The most common vegetables that benefit from texture changes are:

•Carrots
• Beets
• Zucchini
• Kohlrabi

Texture options are:

• Sliced (long and short)
• Diced
• Grated
• Matchsticks
• Noodles
• Pureé

And you thought vegetables were just vegetables!

Sliced carrots can be roasted, sauteed, or boiled. Diced are best boiled, then sauteed with other vegetables or grains (like fried rice or a stir fry). Grated carrots are best boiled just for a couple minutes. Matchstick carrots are good for raw uses, as are carrot noodles. Also, large carrots taste woody; small carrots are sweet. If you’re looking for a raw or lightly cooked variation, use small carrots.

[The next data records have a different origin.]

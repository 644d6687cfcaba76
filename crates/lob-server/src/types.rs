//! Shared types for the TCP server.
//!
//! - `ClientId`: lightweight handle for connected clients
//! - channel aliases between client tasks and the engine task
//! - `EngineRequest`: a decoded command tagged with its origin

use std::collections::HashMap;
use std::sync::Arc;

use lob_protocol::{EngineCommand, EngineEvent};
use tokio::sync::mpsc;
use tokio::sync::RwLock;

/// Identifier for a connected client, unique over the process lifetime.
#[derive(Debug, Clone, Copy, PartialEq, Eq, Hash)]
pub struct ClientId(pub u64);

/// Outbound events from the engine task to one client.
pub type OutboundTx = mpsc::UnboundedSender<EngineEvent>;
pub type OutboundRx = mpsc::UnboundedReceiver<EngineEvent>;

/// Registry of connected clients and their outbound channels.
pub type ClientRegistry = Arc<RwLock<HashMap<ClientId, OutboundTx>>>;

/// A command flowing from a client task into the engine task.
#[derive(Debug)]
pub struct EngineRequest {
    pub client_id: ClientId,
    pub command: EngineCommand,
}

/// Channel from client tasks to the engine task.
pub type EngineTx = mpsc::UnboundedSender<EngineRequest>;
pub type EngineRx = mpsc::UnboundedReceiver<EngineRequest>;
//! Central engine loop.
//!
//! This task owns the `MatchingEngine` and is the only code that calls
//! it, which gives the single-threaded core the external serialization
//! it requires. Commands are stamped with a nanosecond timestamp at
//! dequeue; the engine itself never reads a clock.
//!
//! Routing policy:
//! - `Accepted`, `Rejected`, `CancelAck`, query replies: unicast to the
//!   originating client.
//! - `Trade`, top-of-book changes: broadcast to all connected clients.

use std::collections::HashMap;
use std::time::{SystemTime, UNIX_EPOCH};

use lob_core::{MatchingEngine, TopOfBookSnapshot};
use lob_protocol::{EngineCommand, EngineEvent};
use tracing::{debug, info};

use crate::types::{ClientId, ClientRegistry, EngineRx, OutboundTx};

/// Run the engine loop until every client channel has closed.
pub async fn run_engine_loop(mut engine_rx: EngineRx, clients: ClientRegistry) {
    let mut engine = MatchingEngine::new();
    let mut prev_tob = TopOfBookSnapshot::default();
    let mut trade_cursor = 0usize;

    while let Some(req) = engine_rx.recv().await {
        let client_id = req.client_id;
        let mutating = process_command(&mut engine, req.command, client_id, &clients).await;

        if !mutating {
            continue;
        }

        // Broadcast any trades this command generated, in log order.
        let (new_trades, next_cursor) = {
            let (trades, cursor) = engine.trades_since(trade_cursor);
            (trades.to_vec(), cursor)
        };
        trade_cursor = next_cursor;

        let current_clients = {
            let guard = clients.read().await;
            guard.clone()
        };

        for trade in new_trades {
            debug!(trade_id = trade.id, price = trade.price, "broadcasting trade");
            broadcast(&current_clients, EngineEvent::Trade(trade));
        }

        // Top-of-book updates only when the touch actually moved.
        let tob = engine.top_of_book();
        if tob != prev_tob {
            prev_tob = tob;
            broadcast(&current_clients, EngineEvent::TopOfBook(tob));
        }
    }

    info!("engine loop shutting down (request channel closed)");
}

/// Apply one command. Returns true if it may have mutated the book.
async fn process_command(
    engine: &mut MatchingEngine,
    command: EngineCommand,
    client_id: ClientId,
    clients: &ClientRegistry,
) -> bool {
    match command {
        EngineCommand::SubmitLimit { side, price, quantity } => {
            let event = match engine.submit_limit(side, price, quantity, now_nanos()) {
                Ok(order_id) => EngineEvent::Accepted { order_id },
                Err(err) => EngineEvent::Rejected {
                    reason: err.to_string(),
                },
            };
            unicast(clients, client_id, event).await;
            true
        }
        EngineCommand::SubmitMarket { side, quantity } => {
            let event = match engine.submit_market(side, quantity, now_nanos()) {
                Ok(order_id) => EngineEvent::Accepted { order_id },
                Err(err) => EngineEvent::Rejected {
                    reason: err.to_string(),
                },
            };
            unicast(clients, client_id, event).await;
            true
        }
        EngineCommand::Cancel { order_id } => {
            let cancelled = engine.cancel(order_id);
            unicast(clients, client_id, EngineEvent::CancelAck { order_id, cancelled }).await;
            cancelled
        }
        EngineCommand::QueryTopOfBook => {
            let tob = engine.top_of_book();
            unicast(clients, client_id, EngineEvent::TopOfBook(tob)).await;
            false
        }
        EngineCommand::QuerySnapshot => {
            let snap = engine.snapshot();
            unicast(clients, client_id, EngineEvent::Snapshot(snap)).await;
            false
        }
    }
}

async fn unicast(clients: &ClientRegistry, client_id: ClientId, event: EngineEvent) {
    let guard = clients.read().await;
    if let Some(tx) = guard.get(&client_id) {
        // A closed channel just means the client is mid-disconnect.
        let _ = tx.send(event);
    }
}

fn broadcast(clients: &HashMap<ClientId, OutboundTx>, event: EngineEvent) {
    for tx in clients.values() {
        let _ = tx.send(event.clone());
    }
}

/// Nanoseconds since the Unix epoch, the timestamp handed to the engine.
fn now_nanos() -> u64 {
    let now = SystemTime::now()
        .duration_since(UNIX_EPOCH)
        .unwrap_or_default();
    now.as_secs()
        .saturating_mul(1_000_000_000)
        .saturating_add(u64::from(now.subsec_nanos()))
}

Raw beets can be grated; otherwise, it’s easiest to roast or boil them whole, then slice or dice them.

Zucchini is popular raw as noodles, grated, and sliced.

Kohlrabi may be new to you—it’s not a common vegetable, and it tastes a little like turnip+broccoli+cabbage. If you like any of these, you’ll like kohlrabi. It’s pretty mild, so even if you’re unsure, it’s worth trying once. Kohlrabi has to be peeled, then it can be sliced, diced, pureed, or grated. It can be left raw or cooked in a number of ways.

Then there’s the cabbage family. I particularly find white and red cabbage and Brussels sprouts the most flavorful. Brussels sprouts are commonly quartered and roasted in simple olive oil, salt, and pepper, but did you know you can shred them into a slaw? It’s very similar to coleslaw. How about a dry slaw with just grated pecorino cheese and chopped walnuts? Very French/Italian.

When cabbage is thinly sliced, like for a slaw, it can easily be eaten raw. A light steam makes it a little softer, and sauteeing it in a little water, wine, or stock turns it into a hearty braise.

Point being, you have options. Dozens of options.

With these options, you can now make a beautiful buddha bowl. Combine a grain with 1-2 vegetables and drizzle a savory dressing. You’ve got a nutrient-packed meal.

To get a feel for how you like what, I recommend buying just one vegetable and experimenting with a texture. When eating out, pay attention to the vegetable side dishes or how a chef may present vegetables to you in an entree. Restaurants are a wonderful place to get inspiration for your home-cooked meals.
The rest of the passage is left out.